START INFORMATION PROVIDED

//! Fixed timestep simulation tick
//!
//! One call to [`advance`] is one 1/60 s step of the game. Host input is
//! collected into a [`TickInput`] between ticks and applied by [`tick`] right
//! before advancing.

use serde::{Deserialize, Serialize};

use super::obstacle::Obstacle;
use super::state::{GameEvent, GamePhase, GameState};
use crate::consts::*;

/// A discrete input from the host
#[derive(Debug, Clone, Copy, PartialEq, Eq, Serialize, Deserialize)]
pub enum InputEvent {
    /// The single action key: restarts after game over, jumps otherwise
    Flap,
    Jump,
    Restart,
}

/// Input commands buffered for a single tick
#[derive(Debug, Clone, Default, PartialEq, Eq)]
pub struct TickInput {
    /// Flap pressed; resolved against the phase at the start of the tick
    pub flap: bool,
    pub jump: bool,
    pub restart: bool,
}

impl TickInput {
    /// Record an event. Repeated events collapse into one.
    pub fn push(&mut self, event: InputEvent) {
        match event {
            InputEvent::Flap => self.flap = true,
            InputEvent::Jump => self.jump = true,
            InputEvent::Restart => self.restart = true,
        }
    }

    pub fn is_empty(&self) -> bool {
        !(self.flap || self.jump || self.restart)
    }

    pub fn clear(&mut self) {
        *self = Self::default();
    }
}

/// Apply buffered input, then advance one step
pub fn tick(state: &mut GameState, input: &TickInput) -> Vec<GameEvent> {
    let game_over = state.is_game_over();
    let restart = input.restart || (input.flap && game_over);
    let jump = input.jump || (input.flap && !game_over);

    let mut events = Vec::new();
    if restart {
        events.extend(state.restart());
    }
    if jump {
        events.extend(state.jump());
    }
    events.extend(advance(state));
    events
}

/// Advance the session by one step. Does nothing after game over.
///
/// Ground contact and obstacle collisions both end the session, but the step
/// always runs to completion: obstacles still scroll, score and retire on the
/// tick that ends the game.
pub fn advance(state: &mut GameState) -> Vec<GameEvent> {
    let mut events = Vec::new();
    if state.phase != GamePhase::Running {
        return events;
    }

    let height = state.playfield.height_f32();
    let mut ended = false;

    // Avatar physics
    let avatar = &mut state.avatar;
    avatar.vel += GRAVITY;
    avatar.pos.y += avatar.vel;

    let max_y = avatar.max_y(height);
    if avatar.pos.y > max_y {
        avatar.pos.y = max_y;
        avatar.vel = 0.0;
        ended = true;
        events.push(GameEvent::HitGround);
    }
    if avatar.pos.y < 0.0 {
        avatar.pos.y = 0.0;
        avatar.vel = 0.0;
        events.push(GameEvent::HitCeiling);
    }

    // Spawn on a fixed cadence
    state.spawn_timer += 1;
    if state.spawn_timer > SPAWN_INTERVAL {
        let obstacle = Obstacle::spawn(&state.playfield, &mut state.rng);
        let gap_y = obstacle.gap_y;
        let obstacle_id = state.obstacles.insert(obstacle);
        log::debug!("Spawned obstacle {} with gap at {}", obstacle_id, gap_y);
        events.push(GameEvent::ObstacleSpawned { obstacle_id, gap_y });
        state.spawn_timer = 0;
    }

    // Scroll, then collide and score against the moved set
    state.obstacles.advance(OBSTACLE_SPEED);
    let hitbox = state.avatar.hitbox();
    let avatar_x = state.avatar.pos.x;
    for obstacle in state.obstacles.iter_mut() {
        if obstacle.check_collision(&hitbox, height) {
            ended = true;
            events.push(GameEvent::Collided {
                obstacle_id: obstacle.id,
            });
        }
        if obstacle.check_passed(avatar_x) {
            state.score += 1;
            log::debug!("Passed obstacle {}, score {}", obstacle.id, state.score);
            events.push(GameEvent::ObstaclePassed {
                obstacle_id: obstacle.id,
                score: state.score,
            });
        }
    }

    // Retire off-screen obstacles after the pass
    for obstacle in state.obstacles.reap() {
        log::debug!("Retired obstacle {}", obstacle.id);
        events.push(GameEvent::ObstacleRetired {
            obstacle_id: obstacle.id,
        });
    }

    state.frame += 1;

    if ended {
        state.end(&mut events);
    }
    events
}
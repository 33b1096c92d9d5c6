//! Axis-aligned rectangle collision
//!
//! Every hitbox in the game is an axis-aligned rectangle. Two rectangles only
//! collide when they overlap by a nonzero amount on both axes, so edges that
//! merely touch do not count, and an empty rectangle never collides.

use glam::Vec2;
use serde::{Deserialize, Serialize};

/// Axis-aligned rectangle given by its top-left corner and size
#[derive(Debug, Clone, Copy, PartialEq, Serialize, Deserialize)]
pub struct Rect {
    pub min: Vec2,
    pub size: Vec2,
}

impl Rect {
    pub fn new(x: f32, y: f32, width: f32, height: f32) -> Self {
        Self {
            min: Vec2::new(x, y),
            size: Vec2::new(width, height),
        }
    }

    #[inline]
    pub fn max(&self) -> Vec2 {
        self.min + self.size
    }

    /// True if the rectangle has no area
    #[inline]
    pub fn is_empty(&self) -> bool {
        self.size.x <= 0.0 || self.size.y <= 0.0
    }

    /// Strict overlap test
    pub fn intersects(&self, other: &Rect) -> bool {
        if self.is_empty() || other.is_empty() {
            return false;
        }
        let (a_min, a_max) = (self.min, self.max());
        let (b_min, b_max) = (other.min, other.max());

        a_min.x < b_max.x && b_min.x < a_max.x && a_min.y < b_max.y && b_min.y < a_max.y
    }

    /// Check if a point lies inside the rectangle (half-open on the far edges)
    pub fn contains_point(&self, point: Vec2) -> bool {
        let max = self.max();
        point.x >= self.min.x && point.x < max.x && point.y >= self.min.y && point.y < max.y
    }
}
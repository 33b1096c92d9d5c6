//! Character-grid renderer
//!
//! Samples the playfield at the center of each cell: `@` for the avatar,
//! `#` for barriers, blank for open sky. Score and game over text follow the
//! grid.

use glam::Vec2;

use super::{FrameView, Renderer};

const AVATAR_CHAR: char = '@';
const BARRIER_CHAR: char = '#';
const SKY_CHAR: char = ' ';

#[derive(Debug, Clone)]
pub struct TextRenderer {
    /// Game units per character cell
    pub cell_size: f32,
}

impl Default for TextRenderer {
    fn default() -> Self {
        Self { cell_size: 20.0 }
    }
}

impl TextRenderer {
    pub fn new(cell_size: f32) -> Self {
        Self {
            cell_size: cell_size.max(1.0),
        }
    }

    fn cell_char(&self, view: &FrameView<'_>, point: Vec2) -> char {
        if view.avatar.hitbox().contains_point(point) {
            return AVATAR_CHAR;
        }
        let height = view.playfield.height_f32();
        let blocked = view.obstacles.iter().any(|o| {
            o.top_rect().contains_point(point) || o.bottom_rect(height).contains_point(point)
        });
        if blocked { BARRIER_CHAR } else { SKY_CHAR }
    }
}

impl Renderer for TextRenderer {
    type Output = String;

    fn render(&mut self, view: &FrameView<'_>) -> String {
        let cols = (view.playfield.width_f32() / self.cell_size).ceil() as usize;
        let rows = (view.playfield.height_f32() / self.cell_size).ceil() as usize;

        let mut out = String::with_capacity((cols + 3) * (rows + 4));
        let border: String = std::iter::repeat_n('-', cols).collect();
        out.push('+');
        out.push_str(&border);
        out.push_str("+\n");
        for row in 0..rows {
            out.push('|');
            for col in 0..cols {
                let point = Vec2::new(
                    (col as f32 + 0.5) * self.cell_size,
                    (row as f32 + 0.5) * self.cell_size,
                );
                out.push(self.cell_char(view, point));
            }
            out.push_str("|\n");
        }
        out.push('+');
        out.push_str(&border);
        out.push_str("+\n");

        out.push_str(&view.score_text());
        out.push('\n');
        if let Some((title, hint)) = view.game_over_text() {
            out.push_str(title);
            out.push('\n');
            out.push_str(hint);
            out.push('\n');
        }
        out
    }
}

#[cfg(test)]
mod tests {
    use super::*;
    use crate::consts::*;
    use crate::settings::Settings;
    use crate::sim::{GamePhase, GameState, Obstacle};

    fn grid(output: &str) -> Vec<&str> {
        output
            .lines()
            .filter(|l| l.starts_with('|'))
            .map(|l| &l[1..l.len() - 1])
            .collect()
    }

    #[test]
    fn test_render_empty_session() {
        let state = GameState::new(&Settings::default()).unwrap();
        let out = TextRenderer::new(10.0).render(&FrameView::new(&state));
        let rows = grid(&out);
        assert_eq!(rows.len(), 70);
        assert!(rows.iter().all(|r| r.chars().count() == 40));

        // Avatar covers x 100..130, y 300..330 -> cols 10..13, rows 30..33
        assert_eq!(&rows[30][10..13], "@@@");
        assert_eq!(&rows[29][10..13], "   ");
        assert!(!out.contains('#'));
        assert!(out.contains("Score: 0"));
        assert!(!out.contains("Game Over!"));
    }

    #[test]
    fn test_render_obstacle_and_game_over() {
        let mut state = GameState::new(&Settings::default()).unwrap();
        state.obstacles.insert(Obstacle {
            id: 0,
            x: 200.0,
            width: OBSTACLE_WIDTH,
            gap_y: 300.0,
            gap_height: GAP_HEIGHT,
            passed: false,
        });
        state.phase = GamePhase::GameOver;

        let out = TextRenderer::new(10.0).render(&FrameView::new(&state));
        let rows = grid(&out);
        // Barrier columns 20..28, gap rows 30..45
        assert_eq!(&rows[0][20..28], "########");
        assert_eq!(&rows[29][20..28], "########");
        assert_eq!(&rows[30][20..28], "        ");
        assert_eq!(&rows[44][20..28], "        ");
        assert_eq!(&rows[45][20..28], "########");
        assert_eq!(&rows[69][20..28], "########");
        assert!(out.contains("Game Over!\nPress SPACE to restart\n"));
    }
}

END INFORMATION PROVIDED

• **TASK ITEM**
Copy all lines from the data above that contain the word "playfield".

• **RESULT OF THE EXERCISE**
    let height = state.playfield.height_f32();
        let obstacle = Obstacle::spawn(&state.playfield, &mut state.rng);
//! Samples the playfield at the center of each cell: `@` for the avatar,
        let height = view.playfield.height_f32();
        let cols = (view.playfield.width_f32() / self.cell_size).ceil() as usize;
        let rows = (view.playfield.height_f32() / self.cell_size).ceil() as usize;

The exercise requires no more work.